--- START ---

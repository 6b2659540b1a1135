use std::sync::Arc;

use base64::{engine::general_purpose::URL_SAFE_NO_PAD, Engine};
use lazy_static::lazy_static;
use rand::{rngs::OsRng, RngCore};
use regex::Regex;
use time::Duration;
use tracing::{info, instrument, warn};

use crate::{
    auth::{
        dto::{
            ForgotPasswordRequest, ForgotPasswordResponse, LoginRequest, MessageResponse,
            PublicUser, RegisterRequest, ResetPasswordRequest, TokenResponse,
            UpdateProfileRequest,
        },
        jwt::JwtKeys,
        password::{hash_password_blocking, verify_dummy_blocking, verify_password_blocking},
        repo::{ResetTokenStore, RevocationStore, StoreError, UserStore},
        repo_types::{NewUser, PasswordResetToken, User, UserChanges},
    },
    clock::Clock,
    error::AuthError,
};

pub const RESET_TOKEN_TTL: Duration = Duration::minutes(15);
const RESET_TOKEN_BYTES: usize = 32;
const MAX_EMAIL_LEN: usize = 254;
const MAX_PASSWORD_LEN: usize = 128;
const MAX_NAME_LEN: usize = 100;

pub(crate) fn is_valid_email(email: &str) -> bool {
    lazy_static! {
        static ref EMAIL_RE: Regex = Regex::new(r"^[^@\s]+@[^@\s]+\.[^@\s]+$").unwrap();
    }
    email.len() <= MAX_EMAIL_LEN && EMAIL_RE.is_match(email)
}

fn normalize_email(raw: &str) -> Result<String, AuthError> {
    let email = raw.trim().to_lowercase();
    if !is_valid_email(&email) {
        return Err(AuthError::Validation("Invalid email".into()));
    }
    Ok(email)
}

fn check_password(password: &str) -> Result<(), AuthError> {
    if password.is_empty() {
        return Err(AuthError::Validation("Password must not be empty".into()));
    }
    if password.chars().count() > MAX_PASSWORD_LEN {
        return Err(AuthError::Validation("Password too long".into()));
    }
    Ok(())
}

fn normalize_name(field: &str, raw: &str) -> Result<String, AuthError> {
    let name = raw.trim();
    if name.is_empty() || name.chars().count() > MAX_NAME_LEN {
        return Err(AuthError::Validation(format!(
            "{field} must be between 1 and {MAX_NAME_LEN} characters"
        )));
    }
    Ok(name.to_string())
}

/// 32 random bytes, URL-safe base64 without padding.
pub fn generate_reset_token() -> String {
    let mut bytes = [0u8; RESET_TOKEN_BYTES];
    OsRng.fill_bytes(&mut bytes);
    URL_SAFE_NO_PAD.encode(bytes)
}

/// Registration, sessions and password reset on top of the stores.
pub struct AuthService {
    users: Arc<dyn UserStore>,
    revocations: Arc<dyn RevocationStore>,
    resets: Arc<dyn ResetTokenStore>,
    keys: JwtKeys,
    clock: Arc<dyn Clock>,
}

impl AuthService {
    pub fn new(
        users: Arc<dyn UserStore>,
        revocations: Arc<dyn RevocationStore>,
        resets: Arc<dyn ResetTokenStore>,
        keys: JwtKeys,
        clock: Arc<dyn Clock>,
    ) -> Self {
        Self {
            users,
            revocations,
            resets,
            keys,
            clock,
        }
    }

    #[instrument(skip_all)]
    pub async fn register(&self, req: RegisterRequest) -> Result<PublicUser, AuthError> {
        let email = normalize_email(&req.email)?;
        check_password(&req.password)?;
        let first_name = normalize_name("first_name", &req.first_name)?;
        let last_name = normalize_name("last_name", &req.last_name)?;

        // Fast path only; the unique index decides.
        if self.users.find_by_email(&email).await?.is_some() {
            warn!(email = %email, "email already registered");
            return Err(AuthError::EmailAlreadyExists);
        }

        let password_hash = hash_password_blocking(req.password).await?;

        let user = match self
            .users
            .create(NewUser {
                email: email.clone(),
                password_hash,
                first_name,
                last_name,
            })
            .await
        {
            Ok(u) => u,
            Err(StoreError::Duplicate) => {
                warn!(email = %email, "lost registration race");
                return Err(AuthError::EmailAlreadyExists);
            }
            Err(StoreError::Backend(e)) => return Err(AuthError::Internal(e.context("create user"))),
        };

        info!(user_id = %user.id, email = %user.email, "user registered");
        Ok(user.into())
    }

    #[instrument(skip_all)]
    pub async fn login(&self, req: LoginRequest) -> Result<TokenResponse, AuthError> {
        let email = req.email.trim().to_lowercase();

        if req.password.is_empty() || req.password.chars().count() > MAX_PASSWORD_LEN {
            warn!(email = %email, "login password outside accepted length");
            return Err(AuthError::InvalidCredentials);
        }

        let Some(user) = self.users.find_by_email(&email).await? else {
            // same Argon2 work as a real verify
            verify_dummy_blocking(req.password).await;
            warn!(email = %email, "login unknown email");
            return Err(AuthError::InvalidCredentials);
        };

        if !verify_password_blocking(req.password, user.password_hash.clone()).await? {
            warn!(user_id = %user.id, "login invalid password");
            return Err(AuthError::InvalidCredentials);
        }

        if !user.is_active {
            warn!(user_id = %user.id, "login on inactive account");
            return Err(AuthError::InvalidCredentials);
        }

        let issued = self.keys.issue(user.id)?;
        info!(user_id = %user.id, "user logged in");
        Ok(TokenResponse {
            access_token: issued.token,
            token_type: "bearer".into(),
            expires_at: issued.expires_at,
        })
    }

    /// Signature and expiry, then revocation, then the subject itself. Every
    /// failure looks the same to the caller.
    #[instrument(skip_all)]
    pub async fn resolve_session(&self, token: &str) -> Result<User, AuthError> {
        let claims = self.keys.validate(token).map_err(|e| {
            warn!(reason = %e, "session token rejected");
            AuthError::Unauthorized
        })?;

        if self.revocations.is_revoked(token).await? {
            warn!(user_id = %claims.sub, "revoked session token presented");
            return Err(AuthError::Unauthorized);
        }

        match self.users.find_by_id(claims.sub).await? {
            Some(user) if user.is_active => Ok(user),
            Some(user) => {
                warn!(user_id = %user.id, "session for inactive account");
                Err(AuthError::Unauthorized)
            }
            None => {
                warn!(user_id = %claims.sub, "session subject no longer exists");
                Err(AuthError::Unauthorized)
            }
        }
    }

    pub async fn whoami(&self, token: &str) -> Result<PublicUser, AuthError> {
        Ok(self.resolve_session(token).await?.into())
    }

    #[instrument(skip_all)]
    pub async fn update_profile(
        &self,
        token: &str,
        req: UpdateProfileRequest,
    ) -> Result<PublicUser, AuthError> {
        let user = self.resolve_session(token).await?;

        let mut changes = UserChanges::default();
        if let Some(raw) = req.email.as_deref() {
            let email = normalize_email(raw)?;
            if email != user.email {
                if let Some(other) = self.users.find_by_email(&email).await? {
                    if other.id != user.id {
                        warn!(user_id = %user.id, email = %email, "email taken");
                        return Err(AuthError::EmailAlreadyExists);
                    }
                }
                changes.email = Some(email);
            }
        }
        if let Some(first) = req.first_name.as_deref() {
            changes.first_name = Some(normalize_name("first_name", first)?);
        }
        if let Some(last) = req.last_name.as_deref() {
            changes.last_name = Some(normalize_name("last_name", last)?);
        }
        if let Some(password) = req.password {
            check_password(&password)?;
            changes.password_hash = Some(hash_password_blocking(password).await?);
        }

        if changes.is_empty() {
            return Ok(user.into());
        }

        let updated = match self.users.update(user.id, &changes).await {
            Ok(Some(u)) => u,
            Ok(None) => return Err(AuthError::Unauthorized),
            Err(StoreError::Duplicate) => {
                warn!(user_id = %user.id, "lost email change race");
                return Err(AuthError::EmailAlreadyExists);
            }
            Err(StoreError::Backend(e)) => return Err(AuthError::Internal(e.context("update user"))),
        };

        info!(user_id = %updated.id, "profile updated");
        Ok(updated.into())
    }

    /// Revokes a validly signed token. Already revoked tokens are accepted
    /// again without error.
    #[instrument(skip_all)]
    pub async fn logout(&self, token: &str) -> Result<MessageResponse, AuthError> {
        let claims = self.keys.validate(token).map_err(|e| {
            warn!(reason = %e, "logout with unusable token");
            AuthError::Unauthorized
        })?;
        let expires_at = time::OffsetDateTime::from_unix_timestamp(claims.exp)
            .map_err(|e| AuthError::Internal(e.into()))?;

        self.revocations.revoke(token, expires_at).await?;
        info!(user_id = %claims.sub, "user logged out");
        Ok(MessageResponse::new("Successfully logged out"))
    }

    #[instrument(skip_all)]
    pub async fn forgot_password(
        &self,
        req: ForgotPasswordRequest,
    ) -> Result<ForgotPasswordResponse, AuthError> {
        let email = normalize_email(&req.email)?;

        if self.users.find_by_email(&email).await?.is_none() {
            warn!(email = %email, "password reset for unknown email");
            return Err(AuthError::UserNotFound);
        }

        // Not atomic with the insert below; two concurrent requests may
        // briefly leave zero or two live tokens.
        let dropped = self.resets.delete_for_email(&email).await?;

        let now = self.clock.now();
        let record = PasswordResetToken {
            token: generate_reset_token(),
            email: email.clone(),
            created_at: now,
            expires_at: now + RESET_TOKEN_TTL,
        };
        self.resets.insert(&record).await?;

        info!(email = %email, dropped, "password reset token issued");
        Ok(ForgotPasswordResponse {
            message: "Password reset token generated".into(),
            reset_token: record.token,
        })
    }

    #[instrument(skip_all)]
    pub async fn reset_password(
        &self,
        req: ResetPasswordRequest,
    ) -> Result<MessageResponse, AuthError> {
        if req.token.trim().is_empty() {
            return Err(AuthError::Validation("Token must not be empty".into()));
        }
        check_password(&req.new_password)?;

        // Claimed up front so two concurrent resets cannot both succeed.
        let record = match self.resets.take(&req.token).await? {
            Some(r) if r.is_live(self.clock.now()) => r,
            _ => {
                warn!("reset attempted with unknown or expired token");
                return Err(AuthError::InvalidOrExpiredToken);
            }
        };

        let Some(user) = self.users.find_by_email(&record.email).await? else {
            warn!(email = %record.email, "reset token owner no longer exists");
            return Err(AuthError::UserNotFound);
        };

        let changes = UserChanges {
            password_hash: Some(hash_password_blocking(req.new_password).await?),
            ..Default::default()
        };
        if self.users.update(user.id, &changes).await?.is_none() {
            return Err(AuthError::UserNotFound);
        }

        info!(user_id = %user.id, "password reset");
        Ok(MessageResponse::new("Password has been reset"))
    }

    /// Drops expired reset tokens and revocations of tokens past their `exp`.
    pub async fn purge_expired(&self) -> Result<(u64, u64), AuthError> {
        let now = self.clock.now();
        let resets = self.resets.purge_expired(now).await?;
        let revocations = self.revocations.purge_expired(now).await?;
        Ok((resets, revocations))
    }
}

#[cfg(test)]
mod tests {
    use super::*;

    #[test]
    fn email_validation() {
        assert!(is_valid_email("alice@example.com"));
        assert!(!is_valid_email("alice"));
        assert!(!is_valid_email("alice@example"));
        assert!(!is_valid_email("al ice@example.com"));
        assert!(!is_valid_email(&format!("{}@example.com", "a".repeat(260))));
    }

    #[test]
    fn emails_are_trimmed_and_lowercased() {
        assert_eq!(
            normalize_email("  Alice@Example.COM ").unwrap(),
            "alice@example.com"
        );
        assert!(matches!(
            normalize_email("nope").unwrap_err(),
            AuthError::Validation(_)
        ));
    }

    #[test]
    fn names_must_be_non_blank() {
        assert_eq!(normalize_name("first_name", " Al ").unwrap(), "Al");
        assert!(normalize_name("first_name", "   ").is_err());
        assert!(normalize_name("last_name", &"x".repeat(101)).is_err());
    }

    #[test]
    fn password_bounds() {
        assert!(check_password("pw123").is_ok());
        assert!(check_password("").is_err());
        assert!(check_password(&"p".repeat(129)).is_err());
    }

    #[test]
    fn reset_tokens_carry_32_bytes() {
        let token = generate_reset_token();
        let decoded = URL_SAFE_NO_PAD.decode(&token).expect("base64");
        assert_eq!(decoded.len(), 32);
        assert_ne!(token, generate_reset_token());
    }
}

--- END ---

What is being asked
Your answer should consist of the lines from the listing that hold the word "accepted".

Written reply
            warn!(email = %email, "login password outside accepted length");
    /// Revokes a validly signed token. Already revoked tokens are accepted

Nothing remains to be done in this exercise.